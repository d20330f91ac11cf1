use serde::{Deserialize, Serialize};

/// Default bind address for the ingress.
pub const DEFAULT_BIND: &str = "127.0.0.1:3000";
/// Default request body limit, after decompression.
pub const DEFAULT_MAX_BODY_BYTES: usize = 1024 * 1024;

/// `[http]` section.
#[derive(Debug, Clone, PartialEq, Eq, Serialize, Deserialize)]
#[serde(default, deny_unknown_fields)]
pub struct HttpConfig {
    pub bind: String,
    /// Gzip replies for clients that accept it.
    pub compress: bool,
    pub max_body_bytes: usize,
}

impl Default for HttpConfig {
    fn default() -> Self {
        Self {
            bind: DEFAULT_BIND.to_string(),
            compress: true,
            max_body_bytes: DEFAULT_MAX_BODY_BYTES,
        }
    }
}
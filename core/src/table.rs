//! FlowTable - Compiled Flow Slots
//!
//! Every registered flow is flattened into one slot array:
//!
//! ```text
//!  offset:  0    1    2     3    4     5
//!  slot:   [a1] [a2] [None] [b1] [b2] [None]
//!           ^ "alpha"        ^ "beta"
//! ```
//!
//! A `None` sentinel closes each flow. The `Cursor` uses the sentinels to
//! clamp every movement inside the flow it started in, which is what makes
//! offsets persisted in tokens safe to do arithmetic on.

use crate::error::RegistrationError;
use crate::flow::NamedFlow;
use crate::handler::SharedHandler;
use std::collections::HashMap;

/// Append-only array of handler slots plus a name → start offset index.
#[derive(Default)]
pub struct FlowTable {
    slots: Vec<Option<SharedHandler>>,
    entries: HashMap<String, usize>,
}

impl FlowTable {
    pub fn new() -> Self {
        Self::default()
    }

    /// Compile `flow` into the table and return its start offset.
    pub fn register(&mut self, flow: NamedFlow) -> Result<usize, RegistrationError> {
        let (name, flow) = flow.into_parts();

        if name.trim().is_empty() {
            return Err(RegistrationError::Unnamed);
        }
        if flow.is_empty() {
            return Err(RegistrationError::EmptyFlow(name));
        }
        if self.entries.contains_key(&name) {
            return Err(RegistrationError::Duplicate(name));
        }

        let start = self.slots.len();
        self.slots
            .extend(flow.handlers().iter().cloned().map(Some));
        self.slots.push(None);

        tracing::debug!(flow = %name, start, handlers = flow.len(), "Registered flow");
        self.entries.insert(name, start);
        Ok(start)
    }

    /// Start offset of the flow named `name`.
    pub fn start_offset(&self, name: &str) -> Option<usize> {
        self.entries.get(name).copied()
    }

    /// Handler at `offset`. `None` for sentinels and out-of-range offsets.
    pub fn get(&self, offset: usize) -> Option<&SharedHandler> {
        self.slots.get(offset).and_then(Option::as_ref)
    }

    /// True if `offset` is a real slot (handler or sentinel).
    pub fn contains(&self, offset: usize) -> bool {
        offset < self.slots.len()
    }

    pub fn len(&self) -> usize {
        self.slots.len()
    }

    pub fn is_empty(&self) -> bool {
        self.slots.is_empty()
    }

    /// Registered flow names and their start offsets.
    pub fn entries(&self) -> impl Iterator<Item = (&str, usize)> + '_ {
        self.entries.iter().map(|(name, start)| (name.as_str(), *start))
    }

    pub fn cursor(&self, offset: usize) -> Cursor<'_> {
        Cursor {
            table: self,
            offset,
        }
    }

    /// Cursor positioned at the start of `name`.
    pub fn cursor_for(&self, name: &str) -> Option<Cursor<'_>> {
        self.start_offset(name).map(|offset| self.cursor(offset))
    }
}

impl std::fmt::Debug for FlowTable {
    fn fmt(&self, f: &mut std::fmt::Formatter<'_>) -> std::fmt::Result {
        f.debug_struct("FlowTable")
            .field("slots", &self.slots.len())
            .field("flows", &self.entries.len())
            .finish()
    }
}

/// Bounded position inside a `FlowTable`.
#[derive(Clone, Copy)]
pub struct Cursor<'a> {
    table: &'a FlowTable,
    offset: usize,
}

impl<'a> Cursor<'a> {
    pub fn offset(&self) -> usize {
        self.offset
    }

    pub fn current(&self) -> Option<&'a SharedHandler> {
        self.table.get(self.offset)
    }

    /// True on a sentinel or outside the table.
    pub fn at_end(&self) -> bool {
        self.current().is_none()
    }

    /// Advance one slot unless already on the sentinel.
    pub fn next(&mut self) {
        if !self.at_end() {
            self.offset += 1;
        }
    }

    /// Move back up to `count` slots, stopping at the flow's first handler.
    pub fn rewind_by(&mut self, mut count: usize) {
        while count > 0 && self.offset > 0 && self.table.get(self.offset - 1).is_some() {
            self.offset -= 1;
            count -= 1;
        }
    }

    /// Move forward up to `count` slots, stopping on the flow's sentinel.
    pub fn jump_by(&mut self, mut count: usize) {
        while count > 0 && !self.at_end() {
            self.offset += 1;
            count -= 1;
        }
    }
}

impl std::fmt::Debug for Cursor<'_> {
    fn fmt(&self, f: &mut std::fmt::Formatter<'_>) -> std::fmt::Result {
        f.debug_struct("Cursor")
            .field("offset", &self.offset)
            .field("at_end", &self.at_end())
            .finish()
    }
}
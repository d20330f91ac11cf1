//! Request body decoding and reply encoding.
//!
//! Everything that can go wrong here is a `BodyError`. The engine is never
//! invoked for a body that fails to decode.

use bytes::Bytes;
use callo_runtime::{Request, Response};
use flate2::Compression;
use flate2::read::{GzDecoder, ZlibDecoder};
use flate2::write::GzEncoder;
use http::header::{ACCEPT_ENCODING, CONTENT_ENCODING, CONTENT_TYPE, HeaderMap, HeaderValue, VARY};
use http::StatusCode;
use http_body_util::{BodyExt, Full, LengthLimitError, Limited};
use hyper::body::Body;
use std::io::{Read, Write};
use thiserror::Error;

/// Replies smaller than this are sent uncompressed.
pub const MIN_COMPRESS_BYTES: usize = 1024;

#[derive(Error, Debug)]
pub enum BodyError {
    #[error("request body exceeds {0} bytes")]
    TooLarge(usize),
    #[error("unsupported content encoding: {0}")]
    UnsupportedEncoding(String),
    #[error("failed to decompress request body: {0}")]
    Decompress(#[source] std::io::Error),
    #[error("failed to read request body: {0}")]
    Read(String),
    #[error("malformed request body: {0}")]
    Json(#[from] serde_json::Error),
}

impl BodyError {
    pub fn status(&self) -> StatusCode {
        match self {
            BodyError::TooLarge(_) => StatusCode::PAYLOAD_TOO_LARGE,
            BodyError::UnsupportedEncoding(_) => StatusCode::UNSUPPORTED_MEDIA_TYPE,
            BodyError::Decompress(_) | BodyError::Read(_) | BodyError::Json(_) => {
                StatusCode::BAD_REQUEST
            }
        }
    }

    /// Stable code for the `error` field of the reply.
    pub fn code(&self) -> &'static str {
        match self {
            BodyError::TooLarge(_) => "body_too_large",
            BodyError::UnsupportedEncoding(_) => "unsupported_encoding",
            BodyError::Decompress(_) => "bad_compression",
            BodyError::Read(_) => "bad_body",
            BodyError::Json(_) => "bad_json",
        }
    }
}

/// Collect at most `limit` bytes of `body`.
pub async fn collect_limited<B>(body: B, limit: usize) -> Result<Bytes, BodyError>
where
    B: Body,
    B::Error: Into<Box<dyn std::error::Error + Send + Sync>>,
{
    match Limited::new(body, limit).collect().await {
        Ok(collected) => Ok(collected.to_bytes()),
        Err(err) if err.downcast_ref::<LengthLimitError>().is_some() => {
            Err(BodyError::TooLarge(limit))
        }
        Err(err) => Err(BodyError::Read(err.to_string())),
    }
}

/// Undo `Content-Encoding`. The inflated size is bounded by `limit` too.
pub fn inflate(headers: &HeaderMap, raw: Bytes, limit: usize) -> Result<Bytes, BodyError> {
    let encoding = match headers.get(CONTENT_ENCODING) {
        Some(value) => value
            .to_str()
            .map_err(|_| {
                BodyError::UnsupportedEncoding(String::from_utf8_lossy(value.as_bytes()).into_owned())
            })?
            .trim()
            .to_ascii_lowercase(),
        None => String::new(),
    };

    match encoding.as_str() {
        "" | "identity" => Ok(raw),
        "gzip" | "x-gzip" => read_bounded(GzDecoder::new(&raw[..]), limit),
        "deflate" => read_bounded(ZlibDecoder::new(&raw[..]), limit),
        other => Err(BodyError::UnsupportedEncoding(other.to_string())),
    }
}

fn read_bounded(reader: impl Read, limit: usize) -> Result<Bytes, BodyError> {
    let mut out = Vec::new();
    reader
        .take(limit as u64 + 1)
        .read_to_end(&mut out)
        .map_err(BodyError::Decompress)?;
    if out.len() > limit {
        return Err(BodyError::TooLarge(limit));
    }
    Ok(Bytes::from(out))
}

/// Read, inflate and parse `{ name, props, state }`.
pub async fn decode_request<B>(
    headers: &HeaderMap,
    body: B,
    limit: usize,
) -> Result<Request, BodyError>
where
    B: Body,
    B::Error: Into<Box<dyn std::error::Error + Send + Sync>>,
{
    let raw = collect_limited(body, limit).await?;
    let bytes = inflate(headers, raw, limit)?;
    Ok(serde_json::from_slice(&bytes)?)
}

/// Whether the client listed gzip in `Accept-Encoding` with a non-zero q.
pub fn accepts_gzip(headers: &HeaderMap) -> bool {
    headers
        .get_all(ACCEPT_ENCODING)
        .iter()
        .filter_map(|v| v.to_str().ok())
        .flat_map(|v| v.split(','))
        .any(|item| {
            let mut parts = item.split(';').map(str::trim);
            let coding = parts.next().unwrap_or_default();
            let rejected = parts.any(|p| {
                p.strip_prefix("q=")
                    .and_then(|q| q.parse::<f32>().ok())
                    .is_some_and(|q| q == 0.0)
            });
            (coding.eq_ignore_ascii_case("gzip") || coding == "*") && !rejected
        })
}

/// How an engine reply may be encoded.
#[derive(Debug, Clone, Copy, PartialEq, Eq)]
pub enum ReplyEncoding {
    /// Compression is off for this ingress.
    Identity,
    /// Compression is on. The body is gzipped only if the client accepts it.
    Negotiated { client_accepts_gzip: bool },
}

impl ReplyEncoding {
    pub fn for_request(compress: bool, headers: &HeaderMap) -> Self {
        if compress {
            ReplyEncoding::Negotiated {
                client_accepts_gzip: accepts_gzip(headers),
            }
        } else {
            ReplyEncoding::Identity
        }
    }
}

/// JSON reply with the given status. Under `Negotiated`, every reply carries
/// `Vary: accept-encoding` and large payloads are gzipped for clients that
/// accept it.
pub fn json_reply<T: serde::Serialize>(
    status: StatusCode,
    body: &T,
    encoding: ReplyEncoding,
) -> http::Response<Full<Bytes>> {
    let json = match serde_json::to_vec(body) {
        Ok(json) => json,
        Err(err) => {
            tracing::error!(error = %err, "Failed to serialize reply");
            return error_reply(StatusCode::INTERNAL_SERVER_ERROR, "internal");
        }
    };

    let gzip = matches!(
        encoding,
        ReplyEncoding::Negotiated {
            client_accepts_gzip: true
        }
    );
    let compressed = if gzip && json.len() >= MIN_COMPRESS_BYTES {
        gzip_bytes(&json)
    } else {
        None
    };

    let mut res = match compressed {
        Some(bytes) => {
            let mut res = http::Response::new(Full::new(Bytes::from(bytes)));
            res.headers_mut()
                .insert(CONTENT_ENCODING, HeaderValue::from_static("gzip"));
            res
        }
        None => http::Response::new(Full::new(Bytes::from(json))),
    };
    *res.status_mut() = status;
    res.headers_mut()
        .insert(CONTENT_TYPE, HeaderValue::from_static("application/json"));
    if matches!(encoding, ReplyEncoding::Negotiated { .. }) {
        res.headers_mut()
            .insert(VARY, HeaderValue::from_static("accept-encoding"));
    }
    res
}

/// `{ "error": code }` with the given status.
pub fn error_reply(status: StatusCode, code: &str) -> http::Response<Full<Bytes>> {
    let body = Response {
        error: Some(code.to_string()),
        ..Default::default()
    };
    let json = serde_json::to_vec(&body).unwrap_or_default();
    let mut res = http::Response::new(Full::new(Bytes::from(json)));
    *res.status_mut() = status;
    res.headers_mut()
        .insert(CONTENT_TYPE, HeaderValue::from_static("application/json"));
    res
}

fn gzip_bytes(input: &[u8]) -> Option<Vec<u8>> {
    let mut encoder = GzEncoder::new(Vec::with_capacity(input.len() / 2), Compression::default());
    encoder.write_all(input).ok()?;
    match encoder.finish() {
        Ok(out) => Some(out),
        Err(err) => {
            tracing::warn!(error = %err, "Reply compression failed; sending uncompressed");
            None
        }
    }
}

#[cfg(test)]
mod tests {
    use super::*;
    use flate2::write::ZlibEncoder;
    use serde_json::json;

    fn gzip(data: &[u8]) -> Bytes {
        Bytes::from(gzip_bytes(data).unwrap())
    }

    fn headers(pairs: &[(http::header::HeaderName, &'static str)]) -> HeaderMap {
        let mut map = HeaderMap::new();
        for (name, value) in pairs {
            map.append(name.clone(), HeaderValue::from_static(value));
        }
        map
    }

    #[tokio::test]
    async fn test_decode_plain_and_compressed() {
        let payload = br#"{"name":"test","props":{"p1":"a"}}"#;

        let req = decode_request(&HeaderMap::new(), Full::new(Bytes::from_static(payload)), 1024)
            .await
            .unwrap();
        assert_eq!(req.name.as_deref(), Some("test"));

        let h = headers(&[(CONTENT_ENCODING, "gzip")]);
        let req = decode_request(&h, Full::new(gzip(payload)), 1024).await.unwrap();
        assert_eq!(req.props.unwrap().get("p1"), Some(&json!("a")));

        let mut zlib = ZlibEncoder::new(Vec::new(), Compression::default());
        zlib.write_all(payload).unwrap();
        let h = headers(&[(CONTENT_ENCODING, "deflate")]);
        let req = decode_request(&h, Full::new(Bytes::from(zlib.finish().unwrap())), 1024)
            .await
            .unwrap();
        assert_eq!(req.name.as_deref(), Some("test"));
    }

    #[tokio::test]
    async fn test_decode_errors() {
        let err = decode_request(&HeaderMap::new(), Full::new(Bytes::from_static(b"{nope")), 1024)
            .await
            .unwrap_err();
        assert_eq!(err.status(), StatusCode::BAD_REQUEST);
        assert_eq!(err.code(), "bad_json");

        let err = decode_request(&HeaderMap::new(), Full::new(Bytes::from(vec![b' '; 2048])), 1024)
            .await
            .unwrap_err();
        assert!(matches!(err, BodyError::TooLarge(1024)));

        let h = headers(&[(CONTENT_ENCODING, "gzip")]);
        let err = decode_request(&h, Full::new(Bytes::from_static(b"not gzip")), 1024)
            .await
            .unwrap_err();
        assert_eq!(err.code(), "bad_compression");

        let h = headers(&[(CONTENT_ENCODING, "br")]);
        let err = decode_request(&h, Full::new(Bytes::from_static(b"{}")), 1024)
            .await
            .unwrap_err();
        assert_eq!(err.status(), StatusCode::UNSUPPORTED_MEDIA_TYPE);
    }

    #[tokio::test]
    async fn test_inflated_size_is_bounded() {
        let bomb = gzip(&vec![b' '; 64 * 1024]);
        let h = headers(&[(CONTENT_ENCODING, "gzip")]);
        let err = decode_request(&h, Full::new(bomb), 1024).await.unwrap_err();
        assert!(matches!(err, BodyError::TooLarge(1024)));
    }

    #[test]
    fn test_accepts_gzip() {
        assert!(accepts_gzip(&headers(&[(ACCEPT_ENCODING, "gzip, deflate, br")])));
        assert!(accepts_gzip(&headers(&[(ACCEPT_ENCODING, "br;q=1.0, GZIP;q=0.5")])));
        assert!(accepts_gzip(&headers(&[(ACCEPT_ENCODING, "*")])));
        assert!(!accepts_gzip(&headers(&[(ACCEPT_ENCODING, "gzip;q=0")])));
        assert!(!accepts_gzip(&headers(&[(ACCEPT_ENCODING, "br")])));
        assert!(!accepts_gzip(&HeaderMap::new()));
    }

    #[tokio::test]
    async fn test_json_reply_compression_threshold() {
        let gzip = ReplyEncoding::Negotiated {
            client_accepts_gzip: true,
        };
        let small = json_reply(StatusCode::OK, &json!({ "data": "x" }), gzip);
        assert!(small.headers().get(CONTENT_ENCODING).is_none());

        let large_body = json!({ "data": "x".repeat(4096) });
        let large = json_reply(StatusCode::OK, &large_body, gzip);
        assert_eq!(large.headers()[CONTENT_ENCODING], "gzip");

        let bytes = large.into_body().collect().await.unwrap().to_bytes();
        let inflated = read_bounded(GzDecoder::new(&bytes[..]), 1 << 20).unwrap();
        let value: serde_json::Value = serde_json::from_slice(&inflated).unwrap();
        assert_eq!(value, large_body);
    }

    #[test]
    fn test_vary_follows_compression_setting() {
        let large_body = json!({ "data": "x".repeat(4096) });

        let plain_client = ReplyEncoding::for_request(true, &HeaderMap::new());
        let res = json_reply(StatusCode::OK, &large_body, plain_client);
        assert!(res.headers().get(CONTENT_ENCODING).is_none());
        assert_eq!(res.headers()[VARY], "accept-encoding");

        let gzip_client = headers(&[(ACCEPT_ENCODING, "gzip")]);
        let res = json_reply(StatusCode::OK, &large_body, ReplyEncoding::for_request(false, &gzip_client));
        assert!(res.headers().get(CONTENT_ENCODING).is_none());
        assert!(res.headers().get(VARY).is_none());
    }

    #[tokio::test]
    async fn test_non_ascii_encoding_is_unsupported() {
        let mut h = HeaderMap::new();
        h.insert(CONTENT_ENCODING, HeaderValue::from_bytes(b"gz\xffip").unwrap());
        let err = decode_request(&h, Full::new(Bytes::from_static(b"{}")), 1024)
            .await
            .unwrap_err();
        assert!(matches!(err, BodyError::UnsupportedEncoding(_)));
        assert_eq!(err.status(), StatusCode::UNSUPPORTED_MEDIA_TYPE);
    }
}
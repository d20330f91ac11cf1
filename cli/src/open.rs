//! Token inspection for operators

use anyhow::{Context, Result, bail};
use callo::core::SessionState;
use callo::runtime::SessionCodec;
use callo::{AppConfig, Secret};
use std::path::Path;

use crate::check;

pub fn run_open_command(path: &Path, token: &str) -> Result<()> {
    let config = check::load(path, true)?;
    let session = open(&config, token)?;
    println!("{}", serde_json::to_string_pretty(&session)?);
    Ok(())
}

pub fn open(config: &AppConfig, token: &str) -> Result<SessionState> {
    let secret = config.crypt.secret()?;
    match &secret {
        Secret::Random => bail!("No key configured; tokens cannot be opened outside the issuing process"),
        Secret::Password { salt: None, .. } => {
            bail!("Password without salt; the issuing process used a random salt")
        }
        _ => {}
    }

    let codec = SessionCodec::from_secret(&secret)?.with_ttl(config.crypt.token_ttl());
    codec
        .decrypt(token)
        .context("Token could not be opened with this key")
}

#[cfg(test)]
mod tests {
    use super::*;
    use serde_json::json;

    #[test]
    fn test_open_round_trip() {
        let config =
            AppConfig::from_toml_str("[crypt]\npassword = \"pw\"\nsalt = \"salt\"").unwrap();
        let codec = SessionCodec::from_secret(&config.crypt.secret().unwrap()).unwrap();

        let mut session = SessionState::new();
        session.resume_at = Some(4);
        session.values.insert("name".into(), json!("kim"));
        let token = codec.encrypt(&session).unwrap();

        assert_eq!(open(&config, &token).unwrap(), session);
        assert!(open(&config, "garbage").is_err());
    }

    #[test]
    fn test_unreproducible_keys_are_refused() {
        let config = AppConfig::from_toml_str("[crypt]\npassword = \"pw\"").unwrap();
        assert!(open(&config, "anything").is_err());
        assert!(open(&AppConfig::default(), "anything").is_err());
    }
}
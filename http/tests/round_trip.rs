use callo_core::prelude::*;
use callo_http::{CalloSession, ClientError, HttpIngress};
use callo_runtime::Callo;
use serde_json::{Map, Value, json};
use tokio::net::TcpListener;
use tokio::sync::oneshot;

fn props(value: Value) -> Map<String, Value> {
    value.as_object().cloned().unwrap_or_default()
}

async fn require_p1(h: Handle, props: Props, state: State) -> HandlerResult {
    match props.get("p1") {
        None => {
            h.end(json!({ "reason": "NO_P1" }));
        }
        Some(p1) => {
            state.set("s1", p1.clone());
            h.next();
        }
    }
    Ok(())
}

async fn require_p2(h: Handle, props: Props, state: State) -> HandlerResult {
    match props.get("p2") {
        None => {
            h.order("NEED_P2", json!({ "reason": "NO_P2" }));
        }
        Some(p2) => {
            state.set("s2", p2.clone());
            h.next();
        }
    }
    Ok(())
}

async fn take_p2_and_end(h: Handle, props: Props, state: State) -> HandlerResult {
    if !state.contains("s2") {
        if let Some(p2) = props.get("p2") {
            state.set("s2", p2.clone());
        }
    }
    h.end(state.to_value());
    Ok(())
}

async fn fail(_h: Handle, _props: Props, _state: State) -> HandlerResult {
    anyhow::bail!("store offline")
}

struct Server {
    endpoint: String,
    shutdown: Option<oneshot::Sender<()>>,
}

impl Drop for Server {
    fn drop(&mut self) {
        if let Some(tx) = self.shutdown.take() {
            let _ = tx.send(());
        }
    }
}

async fn start() -> Server {
    let engine = Callo::builder()
        .password("integration")
        .on(
            "test",
            Flow::new()
                .then(handler_fn(require_p1))
                .then(handler_fn(require_p2))
                .then(handler_fn(take_p2_and_end)),
        )
        .on("fail", handler_fn(fail))
        .build()
        .unwrap();

    let listener = TcpListener::bind("127.0.0.1:0").await.unwrap();
    let endpoint = format!("http://{}/rpc", listener.local_addr().unwrap());
    let (tx, rx) = oneshot::channel::<()>();
    tokio::spawn(async move {
        HttpIngress::new(engine)
            .serve(listener, async {
                let _ = rx.await;
            })
            .await
            .unwrap();
    });

    Server {
        endpoint,
        shutdown: Some(tx),
    }
}

#[tokio::test]
async fn test_dial_and_reply_over_http() {
    let server = start().await;
    let mut session = CalloSession::new(&server.endpoint);

    let reply = session.dial("test", props(json!({ "p1": "a" }))).await.unwrap();
    assert_eq!(reply.action.as_deref(), Some("NEED_P2"));
    assert!(session.is_open());

    session.reply(props(json!({ "p2": "b" }))).await.unwrap();
    assert_eq!(session.action(), None);
    assert_eq!(session.data(), Some(&json!({ "s1": "a", "s2": "b" })));
    assert!(!session.is_open());

    let err = session.reply(Map::new()).await.unwrap_err();
    assert!(matches!(err, ClientError::NoSession));
}

#[tokio::test]
async fn test_kept_props_and_unknown_flow() {
    let server = start().await;
    let mut session = CalloSession::new(&server.endpoint);
    session.keep("p1", "kept");

    session.dial("test", Map::new()).await.unwrap();
    session.reply(props(json!({ "p2": "b" }))).await.unwrap();
    assert_eq!(session.data(), Some(&json!({ "s1": "kept", "s2": "b" })));

    assert!(!session.has_error());

    session.dial("nope", Map::new()).await.unwrap();
    assert_eq!(session.action(), Some("UNKNOWN"));
    assert!(!session.is_open());

    session.dial("fail", Map::new()).await.unwrap();
    assert!(session.has_error());
    assert_eq!(session.error(), Some("handler_failed"));
    assert!(!session.is_open());
}

#[tokio::test]
async fn test_raw_http_errors() {
    let server = start().await;
    let client = reqwest::Client::new();

    let res = client.get(&server.endpoint).send().await.unwrap();
    assert_eq!(res.status(), reqwest::StatusCode::METHOD_NOT_ALLOWED);

    let res = client
        .post(&server.endpoint)
        .header("content-type", "application/json")
        .body("{ not json")
        .send()
        .await
        .unwrap();
    assert_eq!(res.status(), reqwest::StatusCode::BAD_REQUEST);
    let body: Value = res.json().await.unwrap();
    assert_eq!(body, json!({ "error": "bad_json" }));

    let res = client
        .post(&server.endpoint)
        .json(&json!({ "state": "forged" }))
        .send()
        .await
        .unwrap();
    assert_eq!(res.status(), reqwest::StatusCode::OK);
    let body: Value = res.json().await.unwrap();
    assert_eq!(body, json!({ "action": "ERROR", "error": "invalid_state" }));
}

● **Work instruction**
In the material above, transcribe exactly the lines beginning at the one with "let mut out = Vec::new();" and ending at the one with "let raw = collect_limited(body, limit).await?;", both included.

● **Output below**
    let mut out = Vec::new();
    reader
        .take(limit as u64 + 1)
        .read_to_end(&mut out)
        .map_err(BodyError::Decompress)?;
    if out.len() > limit {
        return Err(BodyError::TooLarge(limit));
    }
    Ok(Bytes::from(out))
}

/// Read, inflate and parse `{ name, props, state }`.
pub async fn decode_request<B>(
    headers: &HeaderMap,
    body: B,
    limit: usize,
) -> Result<Request, BodyError>
where
    B: Body,
    B::Error: Into<Box<dyn std::error::Error + Send + Sync>>,
{
    let raw = collect_limited(body, limit).await?;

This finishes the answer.